RECORD EXTRACTS:
= = = = =

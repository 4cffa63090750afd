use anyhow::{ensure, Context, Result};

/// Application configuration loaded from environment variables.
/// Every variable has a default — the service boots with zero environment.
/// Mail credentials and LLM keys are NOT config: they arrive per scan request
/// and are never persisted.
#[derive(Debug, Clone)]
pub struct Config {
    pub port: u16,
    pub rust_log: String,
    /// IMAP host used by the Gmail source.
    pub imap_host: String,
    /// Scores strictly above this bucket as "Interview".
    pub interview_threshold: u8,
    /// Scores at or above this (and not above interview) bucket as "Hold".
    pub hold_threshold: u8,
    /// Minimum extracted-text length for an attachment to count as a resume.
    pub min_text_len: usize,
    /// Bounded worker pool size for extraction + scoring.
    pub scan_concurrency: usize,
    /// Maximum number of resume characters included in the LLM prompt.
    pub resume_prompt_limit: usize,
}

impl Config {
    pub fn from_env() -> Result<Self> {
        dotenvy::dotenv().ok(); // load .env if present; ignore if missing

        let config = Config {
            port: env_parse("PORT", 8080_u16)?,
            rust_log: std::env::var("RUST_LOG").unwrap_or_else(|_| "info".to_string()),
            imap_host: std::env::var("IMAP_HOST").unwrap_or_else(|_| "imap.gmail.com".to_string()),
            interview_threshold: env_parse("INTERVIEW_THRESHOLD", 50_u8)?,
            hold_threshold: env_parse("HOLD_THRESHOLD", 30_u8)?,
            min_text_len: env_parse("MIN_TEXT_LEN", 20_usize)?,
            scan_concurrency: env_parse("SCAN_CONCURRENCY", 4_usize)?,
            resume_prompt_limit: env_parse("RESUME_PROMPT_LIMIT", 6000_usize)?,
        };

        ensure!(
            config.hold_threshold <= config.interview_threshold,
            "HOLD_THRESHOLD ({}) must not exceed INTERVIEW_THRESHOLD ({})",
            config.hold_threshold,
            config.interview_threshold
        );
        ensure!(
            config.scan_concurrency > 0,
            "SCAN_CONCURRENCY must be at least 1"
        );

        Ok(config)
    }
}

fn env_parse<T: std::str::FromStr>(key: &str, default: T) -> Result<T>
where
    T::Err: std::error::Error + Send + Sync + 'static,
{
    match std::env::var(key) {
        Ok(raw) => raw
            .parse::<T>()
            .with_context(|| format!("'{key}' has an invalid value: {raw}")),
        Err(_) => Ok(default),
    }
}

= = = = =

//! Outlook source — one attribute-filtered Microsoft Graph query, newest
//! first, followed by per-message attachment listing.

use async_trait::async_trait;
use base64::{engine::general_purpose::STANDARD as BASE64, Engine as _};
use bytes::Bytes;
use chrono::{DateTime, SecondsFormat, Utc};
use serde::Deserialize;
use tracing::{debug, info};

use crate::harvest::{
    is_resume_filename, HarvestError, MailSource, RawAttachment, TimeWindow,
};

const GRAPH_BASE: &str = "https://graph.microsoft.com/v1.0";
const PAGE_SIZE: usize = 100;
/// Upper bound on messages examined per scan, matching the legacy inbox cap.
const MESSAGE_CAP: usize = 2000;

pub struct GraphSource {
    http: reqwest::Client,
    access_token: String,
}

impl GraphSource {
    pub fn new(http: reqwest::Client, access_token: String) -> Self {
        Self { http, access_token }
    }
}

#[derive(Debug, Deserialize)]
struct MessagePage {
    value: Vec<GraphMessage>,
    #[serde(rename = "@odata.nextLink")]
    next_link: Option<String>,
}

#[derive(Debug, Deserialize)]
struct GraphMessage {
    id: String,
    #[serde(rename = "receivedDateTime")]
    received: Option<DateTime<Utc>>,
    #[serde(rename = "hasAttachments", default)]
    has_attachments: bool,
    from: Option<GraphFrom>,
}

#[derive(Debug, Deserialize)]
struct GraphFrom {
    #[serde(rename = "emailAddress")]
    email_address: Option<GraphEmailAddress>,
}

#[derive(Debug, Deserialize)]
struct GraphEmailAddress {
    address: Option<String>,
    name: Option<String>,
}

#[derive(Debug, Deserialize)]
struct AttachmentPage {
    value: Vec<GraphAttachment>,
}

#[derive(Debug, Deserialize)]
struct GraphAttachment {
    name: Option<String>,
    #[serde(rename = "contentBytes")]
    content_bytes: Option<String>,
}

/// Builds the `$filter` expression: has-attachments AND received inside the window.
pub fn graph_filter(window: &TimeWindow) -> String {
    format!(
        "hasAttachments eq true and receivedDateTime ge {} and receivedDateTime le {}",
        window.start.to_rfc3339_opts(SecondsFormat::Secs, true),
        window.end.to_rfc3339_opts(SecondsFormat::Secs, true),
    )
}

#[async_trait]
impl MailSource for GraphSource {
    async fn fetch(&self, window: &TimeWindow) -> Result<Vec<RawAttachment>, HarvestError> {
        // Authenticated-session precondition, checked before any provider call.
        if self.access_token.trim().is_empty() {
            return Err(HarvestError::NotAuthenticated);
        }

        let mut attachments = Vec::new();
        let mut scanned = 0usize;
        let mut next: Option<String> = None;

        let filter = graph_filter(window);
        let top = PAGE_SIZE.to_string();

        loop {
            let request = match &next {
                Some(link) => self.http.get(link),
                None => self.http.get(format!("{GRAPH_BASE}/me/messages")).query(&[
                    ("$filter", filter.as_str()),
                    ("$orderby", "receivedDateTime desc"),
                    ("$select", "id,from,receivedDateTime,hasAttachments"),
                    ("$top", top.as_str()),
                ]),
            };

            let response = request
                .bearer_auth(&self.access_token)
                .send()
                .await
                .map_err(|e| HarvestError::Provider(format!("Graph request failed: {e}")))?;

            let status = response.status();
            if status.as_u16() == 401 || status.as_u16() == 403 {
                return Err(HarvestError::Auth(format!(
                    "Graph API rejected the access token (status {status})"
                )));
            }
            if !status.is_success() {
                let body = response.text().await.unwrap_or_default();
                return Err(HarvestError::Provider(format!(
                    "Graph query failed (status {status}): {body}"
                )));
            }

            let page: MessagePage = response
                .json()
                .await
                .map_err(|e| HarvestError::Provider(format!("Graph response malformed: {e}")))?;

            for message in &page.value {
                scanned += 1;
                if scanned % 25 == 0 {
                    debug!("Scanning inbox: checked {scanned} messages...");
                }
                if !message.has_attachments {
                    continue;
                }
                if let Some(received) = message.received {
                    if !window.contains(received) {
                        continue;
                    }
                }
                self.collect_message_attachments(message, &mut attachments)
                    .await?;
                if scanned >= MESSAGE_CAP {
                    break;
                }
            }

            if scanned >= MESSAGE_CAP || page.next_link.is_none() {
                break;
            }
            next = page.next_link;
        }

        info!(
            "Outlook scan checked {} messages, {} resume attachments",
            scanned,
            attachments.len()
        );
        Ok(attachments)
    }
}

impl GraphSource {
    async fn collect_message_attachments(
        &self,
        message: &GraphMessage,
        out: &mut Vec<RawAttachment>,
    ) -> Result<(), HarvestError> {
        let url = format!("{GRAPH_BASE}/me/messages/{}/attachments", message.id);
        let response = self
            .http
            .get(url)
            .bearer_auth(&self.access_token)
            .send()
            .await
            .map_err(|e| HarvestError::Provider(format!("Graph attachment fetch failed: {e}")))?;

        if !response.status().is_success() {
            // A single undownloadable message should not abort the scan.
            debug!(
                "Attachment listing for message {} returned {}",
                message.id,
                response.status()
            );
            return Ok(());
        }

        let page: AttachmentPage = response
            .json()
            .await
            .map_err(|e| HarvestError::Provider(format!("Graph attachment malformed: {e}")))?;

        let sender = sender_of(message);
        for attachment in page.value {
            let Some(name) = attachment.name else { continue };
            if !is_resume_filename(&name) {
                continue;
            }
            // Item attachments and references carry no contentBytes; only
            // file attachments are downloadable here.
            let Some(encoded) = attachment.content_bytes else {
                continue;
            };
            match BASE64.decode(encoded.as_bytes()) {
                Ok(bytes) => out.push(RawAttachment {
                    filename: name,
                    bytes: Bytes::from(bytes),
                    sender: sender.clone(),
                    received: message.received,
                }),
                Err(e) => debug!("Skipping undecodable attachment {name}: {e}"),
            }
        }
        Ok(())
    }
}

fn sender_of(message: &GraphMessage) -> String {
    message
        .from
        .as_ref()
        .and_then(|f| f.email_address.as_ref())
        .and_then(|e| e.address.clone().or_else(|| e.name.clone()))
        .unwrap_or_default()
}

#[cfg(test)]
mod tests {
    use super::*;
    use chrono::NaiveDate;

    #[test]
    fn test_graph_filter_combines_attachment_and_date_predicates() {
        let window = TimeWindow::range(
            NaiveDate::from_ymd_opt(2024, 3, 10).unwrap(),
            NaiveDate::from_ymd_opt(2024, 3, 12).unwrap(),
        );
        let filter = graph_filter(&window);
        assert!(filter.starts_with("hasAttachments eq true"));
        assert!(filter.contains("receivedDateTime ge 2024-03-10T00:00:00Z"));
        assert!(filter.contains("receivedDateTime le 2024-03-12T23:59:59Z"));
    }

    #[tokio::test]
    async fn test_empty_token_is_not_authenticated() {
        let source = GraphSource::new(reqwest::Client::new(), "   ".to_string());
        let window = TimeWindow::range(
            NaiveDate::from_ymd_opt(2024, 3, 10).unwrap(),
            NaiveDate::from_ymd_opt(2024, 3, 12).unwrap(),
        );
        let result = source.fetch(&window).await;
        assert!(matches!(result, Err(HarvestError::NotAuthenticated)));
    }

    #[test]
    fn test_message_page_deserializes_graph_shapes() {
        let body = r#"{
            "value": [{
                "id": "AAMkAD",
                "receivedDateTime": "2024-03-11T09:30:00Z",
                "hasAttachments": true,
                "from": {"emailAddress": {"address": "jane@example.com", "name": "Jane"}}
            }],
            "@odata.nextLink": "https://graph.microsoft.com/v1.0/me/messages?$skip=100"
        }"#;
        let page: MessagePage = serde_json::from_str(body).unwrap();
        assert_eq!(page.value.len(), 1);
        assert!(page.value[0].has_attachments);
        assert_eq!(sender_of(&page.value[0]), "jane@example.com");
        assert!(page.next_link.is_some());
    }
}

= = = = =

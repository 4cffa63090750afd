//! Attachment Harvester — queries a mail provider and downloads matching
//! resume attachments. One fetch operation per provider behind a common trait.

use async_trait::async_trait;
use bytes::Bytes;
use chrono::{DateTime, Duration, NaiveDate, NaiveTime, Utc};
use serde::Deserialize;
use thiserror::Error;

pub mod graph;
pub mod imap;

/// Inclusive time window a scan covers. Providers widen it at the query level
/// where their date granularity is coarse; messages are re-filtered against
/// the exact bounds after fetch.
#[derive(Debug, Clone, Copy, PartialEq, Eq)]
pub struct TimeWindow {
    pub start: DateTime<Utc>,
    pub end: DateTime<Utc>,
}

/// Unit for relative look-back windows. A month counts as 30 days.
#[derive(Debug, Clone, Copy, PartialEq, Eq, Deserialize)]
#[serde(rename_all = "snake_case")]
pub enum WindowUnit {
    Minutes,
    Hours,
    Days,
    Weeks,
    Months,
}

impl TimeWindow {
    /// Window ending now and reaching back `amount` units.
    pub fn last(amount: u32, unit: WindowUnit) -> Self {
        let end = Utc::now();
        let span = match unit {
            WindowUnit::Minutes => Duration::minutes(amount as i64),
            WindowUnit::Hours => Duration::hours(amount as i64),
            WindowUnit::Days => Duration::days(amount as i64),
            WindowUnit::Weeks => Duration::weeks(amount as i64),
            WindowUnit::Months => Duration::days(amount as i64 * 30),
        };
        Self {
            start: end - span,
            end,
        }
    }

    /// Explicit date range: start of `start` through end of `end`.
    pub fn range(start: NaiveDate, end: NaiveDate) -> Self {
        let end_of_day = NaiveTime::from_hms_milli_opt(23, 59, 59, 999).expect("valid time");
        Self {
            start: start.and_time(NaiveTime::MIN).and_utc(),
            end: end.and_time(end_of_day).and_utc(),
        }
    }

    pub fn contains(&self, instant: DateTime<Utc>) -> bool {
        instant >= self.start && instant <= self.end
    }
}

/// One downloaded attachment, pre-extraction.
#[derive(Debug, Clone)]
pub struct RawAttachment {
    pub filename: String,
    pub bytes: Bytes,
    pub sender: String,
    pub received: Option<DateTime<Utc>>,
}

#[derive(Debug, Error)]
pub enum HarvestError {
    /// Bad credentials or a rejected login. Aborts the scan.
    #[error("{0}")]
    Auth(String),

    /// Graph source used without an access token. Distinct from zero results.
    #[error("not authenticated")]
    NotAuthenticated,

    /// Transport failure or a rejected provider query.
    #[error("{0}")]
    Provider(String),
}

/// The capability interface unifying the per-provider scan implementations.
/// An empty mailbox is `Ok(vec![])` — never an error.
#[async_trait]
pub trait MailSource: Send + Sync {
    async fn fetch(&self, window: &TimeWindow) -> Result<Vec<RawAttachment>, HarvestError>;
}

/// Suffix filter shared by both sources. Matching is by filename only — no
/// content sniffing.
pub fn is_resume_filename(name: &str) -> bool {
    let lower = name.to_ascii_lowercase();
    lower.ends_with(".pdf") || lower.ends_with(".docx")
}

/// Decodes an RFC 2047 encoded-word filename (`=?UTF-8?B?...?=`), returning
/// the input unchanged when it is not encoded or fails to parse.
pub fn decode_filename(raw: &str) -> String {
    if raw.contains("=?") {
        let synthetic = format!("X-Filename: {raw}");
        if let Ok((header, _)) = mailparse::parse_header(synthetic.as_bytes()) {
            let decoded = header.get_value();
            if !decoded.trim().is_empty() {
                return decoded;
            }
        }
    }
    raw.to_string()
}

= = = = =

TASK DIRECTIONS: Filter the listing for the word "range" and copy every line that holds it.

WRITTEN RESPONSE:
        let window = TimeWindow::range(
        let window = TimeWindow::range(
    /// Explicit date range: start of `start` through end of `end`.
    pub fn range(start: NaiveDate, end: NaiveDate) -> Self {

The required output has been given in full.